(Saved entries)

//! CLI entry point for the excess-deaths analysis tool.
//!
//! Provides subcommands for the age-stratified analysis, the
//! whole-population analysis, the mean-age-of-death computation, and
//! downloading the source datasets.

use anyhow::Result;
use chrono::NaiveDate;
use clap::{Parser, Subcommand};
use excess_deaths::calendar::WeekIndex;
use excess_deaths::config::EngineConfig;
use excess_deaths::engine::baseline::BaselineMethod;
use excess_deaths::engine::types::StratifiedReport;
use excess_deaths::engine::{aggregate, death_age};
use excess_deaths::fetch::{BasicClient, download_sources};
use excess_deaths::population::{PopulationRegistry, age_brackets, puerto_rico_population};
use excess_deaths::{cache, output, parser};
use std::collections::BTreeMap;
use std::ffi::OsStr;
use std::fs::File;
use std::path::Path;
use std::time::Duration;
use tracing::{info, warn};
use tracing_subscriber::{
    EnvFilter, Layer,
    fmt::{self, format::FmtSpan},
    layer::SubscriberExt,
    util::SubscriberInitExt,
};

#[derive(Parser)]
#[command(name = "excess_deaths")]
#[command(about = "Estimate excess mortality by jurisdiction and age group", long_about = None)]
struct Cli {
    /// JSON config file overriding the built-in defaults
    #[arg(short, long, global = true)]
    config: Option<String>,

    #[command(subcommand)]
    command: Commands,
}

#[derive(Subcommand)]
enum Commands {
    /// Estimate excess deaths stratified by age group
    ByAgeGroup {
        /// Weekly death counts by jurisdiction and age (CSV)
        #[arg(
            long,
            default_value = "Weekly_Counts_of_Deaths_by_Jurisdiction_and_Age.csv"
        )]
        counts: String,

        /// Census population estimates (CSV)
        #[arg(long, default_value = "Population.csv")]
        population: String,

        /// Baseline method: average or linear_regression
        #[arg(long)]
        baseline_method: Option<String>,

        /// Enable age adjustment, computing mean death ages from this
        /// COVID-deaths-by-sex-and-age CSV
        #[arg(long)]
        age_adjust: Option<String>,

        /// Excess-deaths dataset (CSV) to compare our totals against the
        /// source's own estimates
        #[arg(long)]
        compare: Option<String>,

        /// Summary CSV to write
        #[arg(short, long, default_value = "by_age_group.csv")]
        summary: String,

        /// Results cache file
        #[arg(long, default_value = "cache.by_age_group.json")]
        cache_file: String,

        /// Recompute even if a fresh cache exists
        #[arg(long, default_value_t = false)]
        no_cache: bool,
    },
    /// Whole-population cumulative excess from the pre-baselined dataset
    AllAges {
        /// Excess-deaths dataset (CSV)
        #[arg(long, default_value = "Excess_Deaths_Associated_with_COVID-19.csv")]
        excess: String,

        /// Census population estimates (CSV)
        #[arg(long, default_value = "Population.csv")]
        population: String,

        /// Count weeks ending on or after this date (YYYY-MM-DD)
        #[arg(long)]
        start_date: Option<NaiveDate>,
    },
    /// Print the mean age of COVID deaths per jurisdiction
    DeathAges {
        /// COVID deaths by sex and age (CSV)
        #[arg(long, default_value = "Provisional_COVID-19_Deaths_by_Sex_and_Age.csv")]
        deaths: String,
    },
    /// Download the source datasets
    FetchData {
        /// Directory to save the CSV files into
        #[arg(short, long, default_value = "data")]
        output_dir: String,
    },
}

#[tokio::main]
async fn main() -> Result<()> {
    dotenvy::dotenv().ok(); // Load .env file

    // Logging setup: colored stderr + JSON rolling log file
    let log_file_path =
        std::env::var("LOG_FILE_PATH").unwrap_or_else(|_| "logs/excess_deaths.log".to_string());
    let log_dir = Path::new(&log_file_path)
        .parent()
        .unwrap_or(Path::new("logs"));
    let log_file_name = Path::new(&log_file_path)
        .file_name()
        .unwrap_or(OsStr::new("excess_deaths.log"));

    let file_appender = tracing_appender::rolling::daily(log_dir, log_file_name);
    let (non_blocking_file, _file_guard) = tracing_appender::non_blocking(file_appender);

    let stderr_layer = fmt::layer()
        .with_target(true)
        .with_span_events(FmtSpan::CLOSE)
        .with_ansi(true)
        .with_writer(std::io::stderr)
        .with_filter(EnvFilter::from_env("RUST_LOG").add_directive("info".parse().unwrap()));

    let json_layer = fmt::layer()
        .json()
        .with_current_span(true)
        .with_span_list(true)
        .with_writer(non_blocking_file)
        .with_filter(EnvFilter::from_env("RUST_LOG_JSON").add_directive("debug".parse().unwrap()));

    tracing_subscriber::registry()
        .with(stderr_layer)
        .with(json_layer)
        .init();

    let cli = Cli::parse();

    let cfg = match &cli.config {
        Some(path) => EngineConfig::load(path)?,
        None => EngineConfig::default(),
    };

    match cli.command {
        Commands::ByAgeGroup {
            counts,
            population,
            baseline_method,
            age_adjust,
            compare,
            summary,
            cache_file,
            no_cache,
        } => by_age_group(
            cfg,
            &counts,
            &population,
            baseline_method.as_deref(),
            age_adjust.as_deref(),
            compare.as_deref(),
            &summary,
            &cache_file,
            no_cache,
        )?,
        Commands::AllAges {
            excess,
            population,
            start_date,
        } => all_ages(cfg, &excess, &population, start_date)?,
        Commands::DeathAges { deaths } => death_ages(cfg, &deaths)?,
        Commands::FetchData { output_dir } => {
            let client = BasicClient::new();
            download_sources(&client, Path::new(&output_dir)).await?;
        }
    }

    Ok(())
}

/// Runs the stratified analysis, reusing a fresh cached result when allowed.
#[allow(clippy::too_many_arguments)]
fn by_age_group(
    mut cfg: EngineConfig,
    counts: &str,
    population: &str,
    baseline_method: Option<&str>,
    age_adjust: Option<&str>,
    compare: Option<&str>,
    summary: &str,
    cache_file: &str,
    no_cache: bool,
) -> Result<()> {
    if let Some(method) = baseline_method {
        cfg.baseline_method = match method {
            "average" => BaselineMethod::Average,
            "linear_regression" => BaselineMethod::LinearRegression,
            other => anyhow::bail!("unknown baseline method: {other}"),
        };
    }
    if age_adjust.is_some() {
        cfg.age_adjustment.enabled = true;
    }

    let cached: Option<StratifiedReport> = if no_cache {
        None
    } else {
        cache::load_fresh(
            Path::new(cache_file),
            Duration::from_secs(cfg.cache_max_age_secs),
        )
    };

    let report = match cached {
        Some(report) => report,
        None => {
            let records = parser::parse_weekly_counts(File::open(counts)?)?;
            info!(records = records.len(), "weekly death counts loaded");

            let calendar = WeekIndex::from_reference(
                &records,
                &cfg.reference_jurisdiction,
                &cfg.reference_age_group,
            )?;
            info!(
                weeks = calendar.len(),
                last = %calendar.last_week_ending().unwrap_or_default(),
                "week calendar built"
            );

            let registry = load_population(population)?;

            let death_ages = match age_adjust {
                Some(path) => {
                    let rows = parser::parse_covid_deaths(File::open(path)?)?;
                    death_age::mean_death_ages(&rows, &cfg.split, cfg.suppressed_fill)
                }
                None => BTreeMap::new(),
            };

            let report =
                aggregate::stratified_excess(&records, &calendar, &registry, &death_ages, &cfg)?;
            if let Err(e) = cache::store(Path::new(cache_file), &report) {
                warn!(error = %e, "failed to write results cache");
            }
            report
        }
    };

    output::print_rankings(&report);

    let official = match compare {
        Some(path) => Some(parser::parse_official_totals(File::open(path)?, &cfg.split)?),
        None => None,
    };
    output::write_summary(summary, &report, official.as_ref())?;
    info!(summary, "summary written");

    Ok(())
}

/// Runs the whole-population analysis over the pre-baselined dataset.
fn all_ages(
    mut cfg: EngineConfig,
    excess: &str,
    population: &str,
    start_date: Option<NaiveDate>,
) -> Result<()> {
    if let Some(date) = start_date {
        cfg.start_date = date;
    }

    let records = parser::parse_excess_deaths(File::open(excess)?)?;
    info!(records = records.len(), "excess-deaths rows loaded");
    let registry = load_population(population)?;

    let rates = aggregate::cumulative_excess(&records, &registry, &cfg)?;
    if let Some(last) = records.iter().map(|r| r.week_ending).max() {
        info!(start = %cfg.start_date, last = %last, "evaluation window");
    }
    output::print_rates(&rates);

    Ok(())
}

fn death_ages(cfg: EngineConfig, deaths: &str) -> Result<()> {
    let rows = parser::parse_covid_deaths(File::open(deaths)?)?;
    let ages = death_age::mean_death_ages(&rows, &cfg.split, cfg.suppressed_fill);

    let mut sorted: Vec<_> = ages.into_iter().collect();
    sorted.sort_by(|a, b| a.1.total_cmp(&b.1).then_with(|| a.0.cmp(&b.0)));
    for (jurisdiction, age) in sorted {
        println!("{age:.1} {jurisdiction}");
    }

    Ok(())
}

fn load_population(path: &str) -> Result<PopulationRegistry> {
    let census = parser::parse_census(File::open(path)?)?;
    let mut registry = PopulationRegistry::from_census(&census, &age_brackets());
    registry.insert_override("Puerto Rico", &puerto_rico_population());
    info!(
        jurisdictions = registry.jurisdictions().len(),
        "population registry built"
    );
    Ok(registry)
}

---

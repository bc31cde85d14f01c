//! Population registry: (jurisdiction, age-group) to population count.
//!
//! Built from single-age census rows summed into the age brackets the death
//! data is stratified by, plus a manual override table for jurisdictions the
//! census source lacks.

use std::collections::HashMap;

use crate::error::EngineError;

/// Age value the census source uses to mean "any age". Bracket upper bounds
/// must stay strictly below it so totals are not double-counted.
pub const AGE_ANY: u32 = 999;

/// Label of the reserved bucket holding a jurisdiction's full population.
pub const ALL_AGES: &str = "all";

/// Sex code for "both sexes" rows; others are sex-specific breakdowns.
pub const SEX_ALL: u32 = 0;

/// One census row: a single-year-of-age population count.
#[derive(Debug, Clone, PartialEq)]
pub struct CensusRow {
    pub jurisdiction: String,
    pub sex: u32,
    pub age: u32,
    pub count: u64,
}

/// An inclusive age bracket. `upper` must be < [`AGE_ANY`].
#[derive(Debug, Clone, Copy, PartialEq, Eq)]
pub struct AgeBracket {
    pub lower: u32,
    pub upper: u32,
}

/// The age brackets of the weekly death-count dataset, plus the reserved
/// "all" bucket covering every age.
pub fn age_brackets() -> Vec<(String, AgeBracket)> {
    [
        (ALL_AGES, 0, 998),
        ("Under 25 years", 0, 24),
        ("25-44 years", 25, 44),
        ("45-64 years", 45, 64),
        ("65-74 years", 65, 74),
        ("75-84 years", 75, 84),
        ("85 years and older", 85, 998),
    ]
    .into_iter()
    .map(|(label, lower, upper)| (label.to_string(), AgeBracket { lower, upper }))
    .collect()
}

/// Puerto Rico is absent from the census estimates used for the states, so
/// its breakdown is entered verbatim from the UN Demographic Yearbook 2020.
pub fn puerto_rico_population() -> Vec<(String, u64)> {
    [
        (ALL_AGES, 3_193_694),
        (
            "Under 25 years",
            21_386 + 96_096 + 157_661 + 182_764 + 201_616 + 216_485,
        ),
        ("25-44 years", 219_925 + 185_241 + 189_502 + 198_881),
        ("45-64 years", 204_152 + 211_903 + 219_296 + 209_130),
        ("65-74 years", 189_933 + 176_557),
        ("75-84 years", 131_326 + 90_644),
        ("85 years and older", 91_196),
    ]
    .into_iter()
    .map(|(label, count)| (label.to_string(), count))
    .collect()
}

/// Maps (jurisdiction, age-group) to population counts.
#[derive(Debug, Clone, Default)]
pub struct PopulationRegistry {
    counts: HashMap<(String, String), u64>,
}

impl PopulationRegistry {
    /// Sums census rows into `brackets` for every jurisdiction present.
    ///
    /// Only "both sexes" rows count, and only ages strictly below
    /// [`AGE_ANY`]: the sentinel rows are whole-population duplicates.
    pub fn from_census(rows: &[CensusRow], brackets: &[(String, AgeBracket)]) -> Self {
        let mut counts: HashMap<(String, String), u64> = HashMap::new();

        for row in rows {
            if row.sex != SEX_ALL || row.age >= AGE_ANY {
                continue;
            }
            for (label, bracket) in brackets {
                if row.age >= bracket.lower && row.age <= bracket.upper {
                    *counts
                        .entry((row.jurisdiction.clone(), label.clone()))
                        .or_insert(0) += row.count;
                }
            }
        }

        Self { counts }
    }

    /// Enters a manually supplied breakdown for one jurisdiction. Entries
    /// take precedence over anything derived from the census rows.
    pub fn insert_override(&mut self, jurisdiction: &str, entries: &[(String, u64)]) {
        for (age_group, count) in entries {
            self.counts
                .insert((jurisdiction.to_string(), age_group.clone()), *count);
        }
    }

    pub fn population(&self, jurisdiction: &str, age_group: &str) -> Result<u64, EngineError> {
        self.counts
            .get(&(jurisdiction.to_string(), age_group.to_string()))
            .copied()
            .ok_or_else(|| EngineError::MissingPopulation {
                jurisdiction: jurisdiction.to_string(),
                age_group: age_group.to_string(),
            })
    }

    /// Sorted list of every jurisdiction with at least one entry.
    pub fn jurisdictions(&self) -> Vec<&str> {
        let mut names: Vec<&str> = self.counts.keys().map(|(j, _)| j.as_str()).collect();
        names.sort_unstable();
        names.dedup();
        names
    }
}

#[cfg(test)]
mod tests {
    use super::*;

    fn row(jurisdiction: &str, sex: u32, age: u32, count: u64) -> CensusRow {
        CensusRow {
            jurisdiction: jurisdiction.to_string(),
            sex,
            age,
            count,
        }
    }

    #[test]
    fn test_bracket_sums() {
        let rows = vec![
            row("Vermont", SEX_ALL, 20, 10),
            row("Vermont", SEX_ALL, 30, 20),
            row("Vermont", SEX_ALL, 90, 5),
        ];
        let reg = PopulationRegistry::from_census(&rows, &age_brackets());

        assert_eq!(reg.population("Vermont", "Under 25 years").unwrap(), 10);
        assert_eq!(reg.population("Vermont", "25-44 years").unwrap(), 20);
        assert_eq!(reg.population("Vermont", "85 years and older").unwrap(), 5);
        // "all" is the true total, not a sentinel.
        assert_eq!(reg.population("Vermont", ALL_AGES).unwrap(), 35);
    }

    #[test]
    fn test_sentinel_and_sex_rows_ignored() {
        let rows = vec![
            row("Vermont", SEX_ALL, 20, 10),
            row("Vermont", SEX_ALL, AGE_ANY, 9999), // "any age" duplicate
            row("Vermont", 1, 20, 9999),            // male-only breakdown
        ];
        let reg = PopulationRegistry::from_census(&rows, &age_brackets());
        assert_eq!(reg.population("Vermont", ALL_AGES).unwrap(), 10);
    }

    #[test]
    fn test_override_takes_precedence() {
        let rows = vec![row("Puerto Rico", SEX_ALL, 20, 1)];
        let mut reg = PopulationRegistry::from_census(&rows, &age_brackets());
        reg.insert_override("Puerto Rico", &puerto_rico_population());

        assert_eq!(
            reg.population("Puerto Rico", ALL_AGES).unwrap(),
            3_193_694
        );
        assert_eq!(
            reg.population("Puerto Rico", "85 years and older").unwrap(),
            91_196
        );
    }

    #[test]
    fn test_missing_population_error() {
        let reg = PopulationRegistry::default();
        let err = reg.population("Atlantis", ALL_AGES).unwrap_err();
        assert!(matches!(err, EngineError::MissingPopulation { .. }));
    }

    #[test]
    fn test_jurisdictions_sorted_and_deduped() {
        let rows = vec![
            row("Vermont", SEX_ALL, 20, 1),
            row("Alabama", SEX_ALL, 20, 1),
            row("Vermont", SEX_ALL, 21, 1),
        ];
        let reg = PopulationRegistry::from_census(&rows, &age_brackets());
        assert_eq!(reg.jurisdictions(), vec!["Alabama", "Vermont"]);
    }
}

---

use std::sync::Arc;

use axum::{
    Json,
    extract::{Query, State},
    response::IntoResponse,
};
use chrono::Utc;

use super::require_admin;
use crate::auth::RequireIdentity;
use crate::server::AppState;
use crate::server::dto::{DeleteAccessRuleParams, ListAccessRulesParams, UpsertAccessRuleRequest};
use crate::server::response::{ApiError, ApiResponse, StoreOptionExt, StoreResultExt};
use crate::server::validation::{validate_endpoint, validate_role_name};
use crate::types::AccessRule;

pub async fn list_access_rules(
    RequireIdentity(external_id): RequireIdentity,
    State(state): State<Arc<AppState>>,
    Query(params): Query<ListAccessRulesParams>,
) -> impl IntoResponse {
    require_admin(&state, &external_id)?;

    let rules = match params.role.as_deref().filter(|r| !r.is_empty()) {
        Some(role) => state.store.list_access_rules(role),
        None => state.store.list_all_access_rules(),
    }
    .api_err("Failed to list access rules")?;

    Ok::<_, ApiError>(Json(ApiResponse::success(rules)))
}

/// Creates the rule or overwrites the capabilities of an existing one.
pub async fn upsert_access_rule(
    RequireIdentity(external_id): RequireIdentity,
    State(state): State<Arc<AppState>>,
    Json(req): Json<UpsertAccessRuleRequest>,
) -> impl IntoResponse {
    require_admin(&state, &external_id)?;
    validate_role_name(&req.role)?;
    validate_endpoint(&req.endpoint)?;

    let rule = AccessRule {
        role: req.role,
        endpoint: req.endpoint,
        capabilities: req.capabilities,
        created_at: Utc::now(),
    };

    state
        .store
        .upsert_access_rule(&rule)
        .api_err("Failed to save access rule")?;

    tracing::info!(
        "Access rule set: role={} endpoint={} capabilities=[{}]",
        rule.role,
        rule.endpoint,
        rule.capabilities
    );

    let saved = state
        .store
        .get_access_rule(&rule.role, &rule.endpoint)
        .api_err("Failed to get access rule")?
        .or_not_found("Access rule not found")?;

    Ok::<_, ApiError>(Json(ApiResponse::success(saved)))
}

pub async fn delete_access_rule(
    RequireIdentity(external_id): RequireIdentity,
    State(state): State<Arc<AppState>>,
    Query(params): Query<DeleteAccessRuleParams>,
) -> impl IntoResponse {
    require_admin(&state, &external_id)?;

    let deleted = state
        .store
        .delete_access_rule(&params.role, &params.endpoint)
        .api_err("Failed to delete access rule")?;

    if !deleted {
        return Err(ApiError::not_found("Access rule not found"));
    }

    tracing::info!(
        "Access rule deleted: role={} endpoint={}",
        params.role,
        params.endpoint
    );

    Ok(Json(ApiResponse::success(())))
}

| WHAT YOU SHOULD DO |
Among the records above, repeat exactly the line with "excess-deaths analysis tool.", the line with "use std::collections::BTreeMap;", and every line in between, and only those.

| ANSWER TO THIS PROBLEM |
//! CLI entry point for the excess-deaths analysis tool.
//!
//! Provides subcommands for the age-stratified analysis, the
//! whole-population analysis, the mean-age-of-death computation, and
//! downloading the source datasets.

use anyhow::Result;
use chrono::NaiveDate;
use clap::{Parser, Subcommand};
use excess_deaths::calendar::WeekIndex;
use excess_deaths::config::EngineConfig;
use excess_deaths::engine::baseline::BaselineMethod;
use excess_deaths::engine::types::StratifiedReport;
use excess_deaths::engine::{aggregate, death_age};
use excess_deaths::fetch::{BasicClient, download_sources};
use excess_deaths::population::{PopulationRegistry, age_brackets, puerto_rico_population};
use excess_deaths::{cache, output, parser};
use std::collections::BTreeMap;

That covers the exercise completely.